L’acte psychothérapique que vous défendez à juste titre devient encore plus aléatoire avec l’introduction de l’informatique...

La grande majorité des psychiatres de ma génération qui pratique la psychothérapie d’inspiration analytique ne peut que s’étonner de la facilité avec laquelle vous validez l’informatisation des cabinets...

Il est du rôle des syndicats d’élaborer une réflexion sur ce thème et de mettre en place des moyens de défense, pour ceux qui, comme moi, refusent en l’état ce diktat... C’est cela aussi, à mon sens, défendre notre spécificité.

Daniel SEVEON (Compiègne)



Partager les informations, contrôler leur exploitation

Évidemment l’enjeu de l’informatisation des médecins est celui de leur indépendance, de la confidentialité et de la transparence du médecin et de sa relation avec ses patients.

Il faut comprendre qu’elle est aussi un enjeu économique et médical beaucoup plus important encore.

Il s’agit de savoir à qui seront destinées les informations sur les activités des médecins et de leurs patients; ce sont les «données» qui par nature sont transmises aux Caisses de S.S., pour, au moins, des questions comptables et de gestion économique. Mais, selon la loi, ces données doivent être transmises aussi aux Unions Professionnelles régionales; c’est même la principale raison de l’existence de ces Unions, revendiquées par les syndicats médicaux (et créées, il faut le dire, à l’initiative de la CSMF).

Donc, quoi qu’il en soit, les Caisses auront leurs informations, par l’informatique au lieu du papier et du stylo, c’est pratiquement le seul changement : d’outil, d’écriture, accroissant la rentabilité gestionnaire des Caisses… Car pour aller au delà des contrôles déjà existants, les spécialistes de l’informatique disent qu’il est impossible d’utiliser toutes les données sur les activités médicales pour connaître l’activité précise de chaque médecin : les données sont beaucoup trop quantitativement énormes et diverses pour en tirer quelque chose; ce que feront les Caisses, ce seront des «coups de sonde», des enquêtes ponctuelles ou statistiques générales, à la façon du fisc par exemple. Ainsi le problème est d’avoir en tant qu’organisations professionnelles les mêmes moyens que les Caisses pour effectuer contre-enquêtes et études pour contrer leur pouvoir.

Pour résumer, l’enjeu de l’informatisation des médecins est que la profession, par les Unions légalement désignées pour cela, puisse avoir les mêmes données que les Caisses pour combattre, lutter contre les enquêtes des Caisses, qui, sans contre-pouvoir, continueraient à gérer seules ce qu’elles appellent le «risque» maladie.
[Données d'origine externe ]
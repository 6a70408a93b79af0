//! 核心层：错误与恢复、循环状态、会话监管

pub mod error;
pub mod recovery;
pub mod session_supervisor;
pub mod state;

pub use error::{AgentError, RecoveryAction};
pub use recovery::RecoveryEngine;
pub use session_supervisor::SessionSupervisor;
pub use state::LoopState;
//! 错误恢复引擎
//!
//! 根据 AgentError 返回 RecoveryAction：工具失败回报给 Planner（不自动重试同一调用），其余错误终止会话。

use crate::core::{AgentError, RecoveryAction};

#[derive(Debug, Default)]
pub struct RecoveryEngine;

impl RecoveryEngine {
    pub fn new() -> Self {
        Self
    }

    pub fn handle(&self, err: &AgentError) -> RecoveryAction {
        match err {
            AgentError::ToolExecutionFailed(msg) => RecoveryAction::ReportToPlanner(msg.clone()),
            AgentError::ToolTimeout(tool) => {
                RecoveryAction::ReportToPlanner(format!("tool '{tool}' timed out"))
            }
            _ => RecoveryAction::Abort,
        }
    }
}

#[cfg(test)]
mod tests {
    use super::*;
    use crate::llm::LlmError;

    #[test]
    fn test_recovery_tool_failure() {
        let engine = RecoveryEngine::new();
        let err = AgentError::ToolExecutionFailed("element not found".to_string());
        assert_eq!(
            engine.handle(&err),
            RecoveryAction::ReportToPlanner("element not found".to_string())
        );
    }

    #[test]
    fn test_recovery_tool_timeout() {
        let engine = RecoveryEngine::new();
        let err = AgentError::ToolTimeout("browser_navigate".to_string());
        match engine.handle(&err) {
            RecoveryAction::ReportToPlanner(msg) => assert!(msg.contains("browser_navigate")),
            other => panic!("Expected ReportToPlanner, got {:?}", other),
        }
    }

    #[test]
    fn test_recovery_llm_error_aborts() {
        let engine = RecoveryEngine::new();
        let err = AgentError::LlmError(LlmError::RateLimited { retry_after_ms: 1000 });
        assert_eq!(engine.handle(&err), RecoveryAction::Abort);
        assert!(err.is_fatal());
    }

    #[test]
    fn test_recovery_cancelled_aborts() {
        let engine = RecoveryEngine::new();
        assert_eq!(engine.handle(&AgentError::Cancelled), RecoveryAction::Abort);
    }

    #[test]
    fn test_recovery_discovery_aborts() {
        let engine = RecoveryEngine::new();
        let err = AgentError::Discovery("connection refused".to_string());
        assert_eq!(engine.handle(&err), RecoveryAction::Abort);
        assert!(!AgentError::ToolTimeout("x".into()).is_fatal());
    }
}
Le décret d’application pour la transmission des données avec les Unions n’est pas écrit parce que le Ministère ne veut (ne sait ?) pas le rédiger, connaissant mal les particularités médicales dans le champ informatique, et que les syndicats sont en désaccord entre eux et avec les Unions (cf. MG France) sur la manière d’inciter les médecins à transmettre toutes leurs données volontairement aux Unions. C’est là que ça bloque.

Ainsi il faut que les médecins s’informatisent pour transmettre aux Caisses et aux Unions dans la transparence afin d’organiser un contre-pouvoir aux Caisses.
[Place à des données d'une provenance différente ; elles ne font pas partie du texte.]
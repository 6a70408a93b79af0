//! Bee MCP - 命令行入口
//!
//! 加载 .env 与配置，读取指令（命令行参数或交互输入），运行一次会话并打印结果；Ctrl+C 取消会话。

use std::io::Write;
use std::path::PathBuf;

use anyhow::Context;
use bee_mcp::agent::{run_instruction, PROVIDER_MOCK};
use bee_mcp::config::load_config;
use bee_mcp::core::{AgentError, LoopState, SessionSupervisor};
use bee_mcp::react::SessionEvent;
use clap::Parser;

const BANNER_WIDTH: usize = 60;

#[derive(Parser)]
#[command(name = "bee-mcp")]
#[command(version, about = "Browser automation driven by an LLM planner over MCP tools")]
struct Cli {
    /// Extra config file layered over config/default.toml
    #[arg(short, long)]
    config: Option<PathBuf>,

    /// Maximum number of tool calls in one session
    #[arg(long)]
    max_steps: Option<usize>,

    /// Run the browser without a visible window
    #[arg(long)]
    headless: bool,

    /// Use the offline mock planner with an in-process echo tool
    #[arg(long)]
    mock: bool,

    /// Instruction for the agent (words are joined with spaces)
    instruction: Vec<String>,
}

fn banner(title: &str) {
    let rule = "=".repeat(BANNER_WIDTH);
    println!("\n{}\n{}\n{}", rule, title, rule);
}

/// 无指令时提示示例并从 stdin 读一行
fn prompt_instruction() -> anyhow::Result<String> {
    println!("No instruction provided. Enter your browser automation task:");
    println!("\nExamples:");
    println!("  - \"Open https://www.google.com\"");
    println!("  - \"Go to GitHub and take a screenshot\"");
    println!("  - \"Navigate to Wikipedia and search for Python\"");
    println!();
    print!("Your instruction: ");
    std::io::stdout().flush().context("Failed to flush stdout")?;
    let mut line = String::new();
    std::io::stdin()
        .read_line(&mut line)
        .context("Failed to read instruction from stdin")?;
    Ok(line.trim().to_string())
}

fn print_event(ev: SessionEvent) {
    match ev {
        SessionEvent::ToolCall { tool, args } => {
            banner(&format!("TOOL CALL: {}", tool));
            let pretty = serde_json::to_string_pretty(&args).unwrap_or_else(|_| args.to_string());
            println!("[ARGUMENTS] {}\n", pretty);
        }
        SessionEvent::Observation { tool, preview } => {
            println!("[SUCCESS] Tool '{}' executed successfully", tool);
            println!("[RESULT] {}", preview);
        }
        SessionEvent::ToolFailure { tool, reason } => {
            println!("[ERROR] Tool '{}' failed: {}", tool, reason);
        }
        SessionEvent::StepUpdate { .. }
        | SessionEvent::Thinking
        | SessionEvent::FinalText { .. }
        | SessionEvent::StepLimit { .. } => {}
    }
}

#[tokio::main]
async fn main() -> anyhow::Result<()> {
    let _ = dotenvy::dotenv();
    bee_mcp::observability::init();

    let cli = Cli::parse();
    let mut cfg = load_config(cli.config.clone()).context("Failed to load config")?;
    if let Some(max_steps) = cli.max_steps {
        cfg.app.max_steps = max_steps;
    }
    if cli.headless {
        cfg.mcp.headless = true;
    }
    if cli.mock {
        cfg.llm.provider = PROVIDER_MOCK.to_string();
    }

    banner("Browser Automation with MCP + Playwright + LLM");

    let instruction = if cli.instruction.is_empty() {
        prompt_instruction()?
    } else {
        cli.instruction.join(" ")
    };
    if instruction.is_empty() {
        println!("\n[ERROR] No instruction provided. Exiting.");
        return Ok(());
    }
    banner(&format!("USER INSTRUCTION: {}", instruction));

    let supervisor = SessionSupervisor::new();
    let ctrl_c = supervisor.cancel_on_ctrl_c();

    let (event_tx, mut event_rx) = tokio::sync::mpsc::unbounded_channel();
    let printer = tokio::spawn(async move {
        while let Some(ev) = event_rx.recv().await {
            print_event(ev);
        }
    });

    let result = run_instruction(&cfg, &instruction, supervisor.cancel_token(), Some(&event_tx)).await;
    drop(event_tx);
    let _ = printer.await;
    ctrl_c.abort();

    let outcome = match result {
        Ok(outcome) => outcome,
        Err(AgentError::Cancelled) => {
            println!("\n[INFO] Interrupted by user. Exiting...");
            return Ok(());
        }
        Err(e) => return Err(e).context("Session failed"),
    };

    match (outcome.state, outcome.summary) {
        (LoopState::Aborted, _) => {
            println!(
                "\n[WARNING] Reached maximum step limit ({}). Stopping.",
                cfg.app.max_steps
            );
        }
        (_, Some(summary)) => {
            banner("FINAL AI RESPONSE:");
            println!("{}", summary);
            println!("{}", "=".repeat(BANNER_WIDTH));
            println!("\n[INFO] Task completed after {} steps\n", outcome.steps);
        }
        (_, None) => {
            println!("\n[INFO] Task completed after {} steps (no summary returned)\n", outcome.steps);
        }
    }

    Ok(())
}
Si nous n’acceptons pas, seules les Caisses auront les moyens de gérer le risque maladie et il ne restera aux médecins comme contre-pouvoir que la gestion privée de réseaux, forfaits par malade etc., ce qui ne nous plaît guère !

Derrière l’enjeu éthique, il y a un enjeu politique formidable; les deux défis peuvent être relevés si on agit sur les deux registres, ensemble.